L'un des papiers est resté dans la poche de Poole. Jekyll y a tracé les lignes suivantes:
«Le docteur Jekyll affirme à MM. *** que leur dernier envoi n'a pu servir. En 18... il leur avait acheté une quantité considérable de cette même poudre. Il les prie de chercher avec un soin extrême et de lui en envoyer de la même qualité, à tout prix.»
Jusque-là, l'écriture est assez régulière; mais, à la fin, la plume a craché, comme si une émotion trop forte brisait toutes les digues.
«Pour l'amour de Dieu, trouvez-m'en de l'ancienne!»
«Ceci est assurément l'écriture du docteur, dit Utterson.
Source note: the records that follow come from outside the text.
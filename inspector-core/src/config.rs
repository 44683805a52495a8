//! Kernel configuration types
//!
//! This module defines the knobs the timeline provider and the promise
//! inspector read. Both structs deserialize from the `[timeline]` and
//! `[promises]` sections of the CLI config file.

use crate::promises::PromiseStatus;
use serde::{Deserialize, Serialize};

/// Visible width given to instant events that carry no duration.
///
/// Must stay below any real recorded duration so instants never look longer
/// than the spans around them.
pub const INSTANT_EVENT_VISIBLE_DURATION_MS: f64 = 0.001;

/// Largest instant width a config may ask for
pub const MAX_INSTANT_EVENT_VISIBLE_DURATION_MS: f64 = 0.1;

/// Configuration for the flame chart data provider
#[derive(Debug, Clone, Serialize, Deserialize)]
pub struct TimelineConfig {
    /// Rendered duration for instant events without one
    #[serde(default = "default_instant_duration")]
    pub instant_visible_duration_ms: f64,

    /// Whether to collect flow edges between events
    #[serde(default)]
    pub flow_events: bool,

    /// Whether to append the GPU task region
    #[serde(default)]
    pub gpu_timeline: bool,

    /// Event names never shown on the chart
    #[serde(default)]
    pub hidden_events: Vec<String>,

    /// Event names that produce timeline markers
    #[serde(default = "default_marker_events")]
    pub marker_events: Vec<String>,
}

fn default_instant_duration() -> f64 {
    INSTANT_EVENT_VISIBLE_DURATION_MS
}

fn default_marker_events() -> Vec<String> {
    ["MarkDOMContent", "MarkLoad", "MarkFirstPaint", "TimeStamp"]
        .iter()
        .map(|name| name.to_string())
        .collect()
}

impl Default for TimelineConfig {
    fn default() -> Self {
        Self {
            instant_visible_duration_ms: default_instant_duration(),
            flow_events: false,
            gpu_timeline: false,
            hidden_events: Vec::new(),
            marker_events: default_marker_events(),
        }
    }
}

impl TimelineConfig {
    /// Create a new timeline configuration with default settings
    pub fn new() -> Self {
        Self::default()
    }

    /// Builder method: enable or disable flow edge collection
    pub fn with_flow_events(mut self, enabled: bool) -> Self {
        self.flow_events = enabled;
        self
    }

    /// Builder method: enable or disable the GPU region
    pub fn with_gpu_timeline(mut self, enabled: bool) -> Self {
        self.gpu_timeline = enabled;
        self
    }

    /// Builder method: hide events with the given name
    pub fn hide_event(mut self, name: impl Into<String>) -> Self {
        self.hidden_events.push(name.into());
        self
    }

    /// Builder method: replace the marker event names
    pub fn with_marker_events(mut self, names: Vec<String>) -> Self {
        self.marker_events = names;
        self
    }

    /// Builder method: override the instant event width
    ///
    /// The value is stored as given; `instant_duration` clamps it.
    pub fn with_instant_duration(mut self, duration_ms: f64) -> Self {
        self.instant_visible_duration_ms = duration_ms;
        self
    }

    /// Instant event width actually used for layout.
    ///
    /// Non-positive or non-finite values fall back to the default, large
    /// ones are capped at `MAX_INSTANT_EVENT_VISIBLE_DURATION_MS`.
    pub fn instant_duration(&self) -> f64 {
        let duration = self.instant_visible_duration_ms;
        if duration.is_finite() && duration > 0.0 {
            duration.min(MAX_INSTANT_EVENT_VISIBLE_DURATION_MS)
        } else {
            INSTANT_EVENT_VISIBLE_DURATION_MS
        }
    }

    /// Check if an event name produces a marker
    pub fn is_marker_event(&self, name: &str) -> bool {
        self.marker_events.iter().any(|marker| marker == name)
    }
}

/// Status filter for the promise inspector
///
/// An empty list accepts every status.
#[derive(Debug, Clone, Default, PartialEq, Eq, Serialize, Deserialize)]
pub struct PromiseFilterConfig {
    #[serde(default)]
    pub statuses: Vec<PromiseStatus>,
}

impl PromiseFilterConfig {
    pub fn new() -> Self {
        Self::default()
    }

    /// Builder method: allow a status through the filter
    pub fn allow(mut self, status: PromiseStatus) -> Self {
        if !self.statuses.contains(&status) {
            self.statuses.push(status);
        }
        self
    }

    /// Check if a status passes the filter
    pub fn accept(&self, status: PromiseStatus) -> bool {
        self.statuses.is_empty() || self.statuses.contains(&status)
    }
}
—En effet, répond Poole; mais, peu importe son écriture, je l'ai vu....
—Qui donc?
—Je l'ai surpris un jour qu'il était sorti du cabinet et ne se croyait pas observé. Ce n'a été qu'une minute; il s'est sauvé avec une espèce de cri; mais je savais à quoi m'en tenir, et mes cheveux se sont hérissés de crainte. Pourquoi mon maître aurait-il eu un masque sur la figure et pourquoi aurait-il crié en s'enfuyant à ma vue?
—Je crois que je devine, dit Utterson. Mon pauvre ami est atteint, sans doute, d'une maladie qui le défigure autant qu'elle le fait souffrir, et qu'il veut dérober à tous les yeux. De là ce masque qu'il porte pour dissimuler quelque plaie affreuse, de là l'extraordinaire altération de sa voix et l'impatience qu'il a de trouver un remède qui puisse le soulager.
—Non, monsieur, dit Poole résolument, cet être-là n'était pas mon maître; mon maître est grand, solide, celui-là n'était guère qu'un nain. Parbleu! depuis vingt ans, je le connais assez, mon maître! Non, l'homme au masque n'était pas le docteur, et, si vous voulez que je vous dise ce que je crois, un meurtre a été commis.